Rabbi Margaret Holub in front of the Jewish Temple in Caspar |
Several years ago the Mendocino Coast Jewish Community invited other
Jewish communities (from Garberville, Eureka, Willits, Ukiah, Guerneville,
and other areas) to a summer women's retreat that has taken place
at the Mendocino Woodlands for seven years now. It started as a new
moon gathering.- This cross-fertilization of different Jewish women's
personalities, practices and communities was originally a teaching
potluck. Anyone who wished to teach or lead or present anything was
welcome to do so.

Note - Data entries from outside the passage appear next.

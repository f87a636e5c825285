//! Networking for the card REST API.
//!
//! SYSTEM CONTEXT
//! ==============
//! `api` wraps every backend call. Wire types live in the shared `cards`
//! crate so the browser app and the CLI agree on the schema.

pub mod api;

More recently we've gotten a little bigger and more
organized. We have a theme and usually a special presenter, but a
lot of different women still teach and lead rituals.
A few years ago an issue came up because
a woman had not been allowed to bring her ten year old daughter to
the retreat. From the beginning we had decided to not have girls under
the Bat Mitzvah age of twelve. This kicked up some strong feelings.

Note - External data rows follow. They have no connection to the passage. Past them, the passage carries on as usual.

use crate::cancel::CancellationToken;
use crate::cutout::{ObjectId, WorkItem};
use crate::kernel::{FitKernel, all_nan, best_fit};
use crate::model_store::SharedModels;
use crate::queue::{GetError, PutError, QueueConsumer, QueueProducer, WorkMessage};
use crate::result::{FitParameters, FitResult};
use crate::DreError;
use ndarray::Array4;
use std::sync::Arc;
use std::thread::JoinHandle;
use std::time::Duration;

#[derive(Debug, Clone, Copy, PartialEq, Eq, Default)]
pub enum StopReason {
    #[default]
    Sentinel,
    Cancelled,
    Disconnected,
    Released,
}

#[derive(Debug, Clone, Copy, PartialEq, Eq, Default)]
pub struct WorkerReport {
    pub processed: usize,
    pub succeeded: usize,
    pub stopped_by: StopReason,
}

/// Fits cutouts against the convolved cube. Reads shared state only.
#[derive(Clone)]
pub struct Worker {
    models: SharedModels,
    kernel: Arc<dyn FitKernel>,
    save_mosaics: bool,
    timeout: Duration,
}

impl Worker {
    pub fn new(
        models: SharedModels,
        kernel: Arc<dyn FitKernel>,
        save_mosaics: bool,
        timeout: Duration,
    ) -> Self {
        Self { models, kernel, save_mosaics, timeout }
    }

    pub fn process(&self, item: WorkItem) -> FitResult {
        let WorkItem { object_id, cutout } = item;
        let score_cube = self.kernel.fit(&cutout, &self.models);
        if all_nan(&score_cube) {
            return FitResult::Failure { object_id, score_cube };
        }
        let Some((idx, chi)) = best_fit(&score_cube) else {
            return FitResult::Failure { object_id, score_cube };
        };
        let parameters = match FitParameters::new(&object_id, idx, chi, &self.models) {
            Ok(p) => p,
            Err(e) => {
                tracing::warn!("{}: dropping fit, {}", object_id, e);
                return FitResult::Failure { object_id, score_cube };
            }
        };
        let mosaic = self
            .save_mosaics
            .then(|| self.kernel.render_mosaic(&cutout, &self.models, idx));
        FitResult::Success { object_id, parameters, score_cube, mosaic }
    }

    fn unreadable(&self, object_id: ObjectId) -> FitResult {
        FitResult::Failure {
            object_id,
            score_cube: Array4::from_elem(self.models.grid_shape(), f32::NAN),
        }
    }

    /// Pull until a sentinel, cancellation, or the queues go away. One result
    /// is pushed per consumed item, then the item is acknowledged. Sentinels
    /// are not acknowledged.
    pub fn run(
        &self,
        input: QueueConsumer<WorkMessage>,
        output: QueueProducer<FitResult>,
        cancel: CancellationToken,
    ) -> WorkerReport {
        let mut report = WorkerReport::default();
        loop {
            if cancel.is_cancelled() {
                report.stopped_by = StopReason::Cancelled;
                break;
            }
            let message = match input.get(self.timeout) {
                Ok(m) => m,
                Err(GetError::Timeout) => continue,
                Err(GetError::Disconnected) => {
                    report.stopped_by = StopReason::Disconnected;
                    break;
                }
                Err(GetError::Released) => {
                    report.stopped_by = StopReason::Released;
                    break;
                }
            };
            let result = match message {
                WorkMessage::Stop => {
                    report.stopped_by = StopReason::Sentinel;
                    break;
                }
                WorkMessage::Item(item) => self.process(item),
                WorkMessage::Unreadable(object_id) => self.unreadable(object_id),
            };
            report.processed += 1;
            if result.is_success() {
                report.succeeded += 1;
            }
            let delivered = self.deliver(&output, result, &cancel);
            input.task_done();
            if !delivered {
                report.stopped_by = StopReason::Disconnected;
                break;
            }
        }
        report
    }

    fn deliver(
        &self,
        output: &QueueProducer<FitResult>,
        mut result: FitResult,
        cancel: &CancellationToken,
    ) -> bool {
        loop {
            match output.put(result, self.timeout) {
                Ok(()) => return true,
                Err(PutError::Timeout(r)) if !cancel.is_cancelled() => result = r,
                Err(_) => return false,
            }
        }
    }
}

#[derive(Debug, Clone, Default)]
pub struct PoolReport {
    pub workers: Vec<WorkerReport>,
    pub crashed: usize,
}

impl PoolReport {
    pub fn processed(&self) -> usize {
        self.workers.iter().map(|w| w.processed).sum()
    }
}

pub struct WorkerPool {
    handles: Vec<JoinHandle<WorkerReport>>,
}

impl WorkerPool {
    /// Start `n` worker threads sharing the queue handles passed in. The
    /// caller's handles are consumed so the queues disconnect once every
    /// worker has exited.
    pub fn spawn(
        n: usize,
        worker: Worker,
        input: QueueConsumer<WorkMessage>,
        output: QueueProducer<FitResult>,
        cancel: &CancellationToken,
    ) -> Result<Self, DreError> {
        let mut handles = Vec::with_capacity(n);
        for i in 0..n {
            let worker = worker.clone();
            let input = input.clone();
            let output = output.clone();
            let cancel = cancel.clone();
            let handle = std::thread::Builder::new()
                .name(format!("dre-worker-{}", i))
                .spawn(move || worker.run(input, output, cancel))?;
            handles.push(handle);
        }
        Ok(Self { handles })
    }

    pub fn len(&self) -> usize {
        self.handles.len()
    }

    pub fn is_empty(&self) -> bool {
        self.handles.is_empty()
    }

    /// Every worker thread has exited, normally or not.
    pub fn is_finished(&self) -> bool {
        self.handles.iter().all(|h| h.is_finished())
    }

    pub fn join(self) -> PoolReport {
        let mut report = PoolReport::default();
        for (i, handle) in self.handles.into_iter().enumerate() {
            match handle.join() {
                Ok(r) => report.workers.push(r),
                Err(_) => {
                    tracing::error!("Worker {} crashed", i);
                    report.crashed += 1;
                }
            }
        }
        report
    }
}

#[cfg(test)]
mod tests {
    use super::*;
    use crate::cutout::Cutout;
    use crate::kernel::ChiSquareKernel;
    use crate::model_store::{GridIndex, ModelStore};
    use crate::queue::work_queue_pair;
    use ndarray::{Array2, ArrayD, IxDyn};

    const SHORT: Duration = Duration::from_millis(20);

    fn models() -> SharedModels {
        let cube = ArrayD::from_shape_fn(IxDyn(&[2, 1, 2, 1, 4, 4]), |ix| {
            1.0 + (ix[0] * ix[4] + ix[2] * ix[5]) as f32
        });
        ModelStore::new(cube, vec![0.4, 0.8], vec![10.0], vec![0.2, 0.6])
            .unwrap()
            .shared()
    }

    fn item(models: &SharedModels, id: ObjectId, mask: bool) -> WorkItem {
        let obj = models.image(GridIndex { e: 1, t: 0, r: 1, a: 0 }).mapv(|v| 2.0 * v);
        let cutout = Cutout::new(obj, Array2::from_elem((4, 4), mask), Array2::ones((4, 4)))
            .unwrap();
        WorkItem { object_id: id, cutout }
    }

    fn worker(models: &SharedModels, mosaics: bool) -> Worker {
        Worker::new(models.clone(), Arc::new(ChiSquareKernel), mosaics, SHORT)
    }

    #[test]
    fn test_process_success_carries_ids_and_mosaic() {
        let models = models();
        let result = worker(&models, true).process(item(&models, ObjectId::new(2, 31), true));
        match result {
            FitResult::Success { parameters, mosaic, .. } => {
                assert_eq!(parameters.key(), (2, 31));
                assert_eq!(parameters.grid_index(), GridIndex { e: 1, t: 0, r: 1, a: 0 });
                assert_eq!(parameters.ax_ratio, 0.8);
                assert_eq!(mosaic.unwrap().dim(), (4, 12));
            }
            other => panic!("expected success, got {:?}", other.object_id()),
        }
    }

    #[test]
    fn test_process_all_nan_is_failure() {
        let models = models();
        let result = worker(&models, true).process(item(&models, ObjectId::new(0, 1), false));
        assert!(!result.is_success());
        assert!(all_nan(result.score_cube()));
    }

    #[test]
    fn test_run_one_result_per_item_then_stop() {
        let models = models();
        let (in_tx, in_rx) = work_queue_pair("input", Some(10));
        let (out_tx, out_rx) = work_queue_pair("output", None);
        for (n, mask) in [(1, true), (2, false), (3, true)] {
            in_tx.put(WorkMessage::Item(item(&models, ObjectId::new(0, n), mask)), SHORT).unwrap();
        }
        in_tx.put(WorkMessage::Unreadable(ObjectId::new(0, 4)), SHORT).unwrap();
        in_tx.put_untracked(WorkMessage::Stop, SHORT).unwrap();

        let report = worker(&models, false).run(in_rx, out_tx, CancellationToken::new());
        assert_eq!(report, WorkerReport { processed: 4, succeeded: 2, stopped_by: StopReason::Sentinel });
        assert!(in_tx.state().is_settled());
        assert_eq!(in_tx.state().acknowledged(), 4);

        let results: Vec<FitResult> = std::iter::from_fn(|| out_rx.get(SHORT).ok()).collect();
        assert_eq!(results.len(), 4);
        assert_eq!(results.iter().filter(|r| r.is_success()).count(), 2);
    }

    #[test]
    fn test_run_stops_on_cancel_without_sentinel() {
        let models = models();
        let (_in_tx, in_rx) = work_queue_pair::<WorkMessage>("input", Some(1));
        let (out_tx, _out_rx) = work_queue_pair("output", None);
        let cancel = CancellationToken::new();
        let w = worker(&models, false);
        let handle = {
            let cancel = cancel.clone();
            std::thread::spawn(move || w.run(in_rx, out_tx, cancel))
        };
        std::thread::sleep(Duration::from_millis(60));
        cancel.cancel();
        let report = handle.join().unwrap();
        assert_eq!(report.stopped_by, StopReason::Cancelled);
        assert_eq!(report.processed, 0);
    }

    #[test]
    fn test_pool_drains_and_joins() {
        let models = models();
        let (in_tx, in_rx) = work_queue_pair("input", Some(4));
        let (out_tx, out_rx) = work_queue_pair("output", None);
        let pool = WorkerPool::spawn(3, worker(&models, false), in_rx, out_tx, &CancellationToken::new())
            .unwrap();
        assert_eq!(pool.len(), 3);
        for n in 0..10 {
            in_tx.put(WorkMessage::Item(item(&models, ObjectId::new(1, n), true)), Duration::from_secs(5))
                .unwrap();
        }
        for _ in 0..3 {
            in_tx.put_untracked(WorkMessage::Stop, Duration::from_secs(5)).unwrap();
        }
        let report = pool.join();
        assert_eq!(report.crashed, 0);
        assert_eq!(report.processed(), 10);
        let results: Vec<FitResult> = std::iter::from_fn(|| out_rx.get(SHORT).ok()).collect();
        assert_eq!(results.len(), 10);
    }
}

Some people said, "I do not want kids at this retreat. I want to have
time to myself and not have to be a mother for a couple of days."
Other people said, "I've chosen not to have children so I don't want
to have them here." Others said, "I've chosen not to have children,
so I want to have them here." "I have children and I want my children
included." This was very emotional and like a lot of women, I have
been in women's groups that have been foundered by this kind of unresolved
conflict.
When this issue first came up, those of us
leading the retreat felt a little panicked, because we had never had
a big dissent or unhappiness associated with the retreat before. For
the moment we decided that for the next year we would keep our policy
but would figure out a thoughtful way to work on this issue over the
course of the next year. The following year we set up something like
a traditional Jewish court called a Bet Din with three women from
the retreat who heard testimony from people about this issue and then
rendered a decision. It was a really wonderful process. We borrowed
something from the Quakers tradition called "threshing." As I understand
it, when there is a conflict in a Quaker meeting, the members go through
a very intentional process to seek resolution. One rule is that if
someone has already said your argument, you don't repeat it. We used
this rule in the context of our Bet Din. People were respectful of
that. I was touched by how powerful and thoughtful they were able
to be. As a result of using this process, we didn't know how many
people were of one opinion. It wasn't a vote or a power struggle-it
was an effort to seek out the best possible conclusion from the array
of what everyone had to say. The judges had a year to write a one
page decision after thinking, studying, and talking. The decision
was rendered the following Spring. We now send that paper out with
our retreat materials each year. This has given us a model for a way
to deal with community conflicts.
I grew up in Orange County. There was no ethnicity, no culture and
basically no spirituality where I grew up. Everyone looked and acted
like everyone else. The most exotic thing in that world was that Catholics
lived up the street. As Americans, a lot of us have lost a sense of
rootedness in a particular culture. Growing up in a white bread world,
my family had lost hold of the Jewish tools of my ancestors.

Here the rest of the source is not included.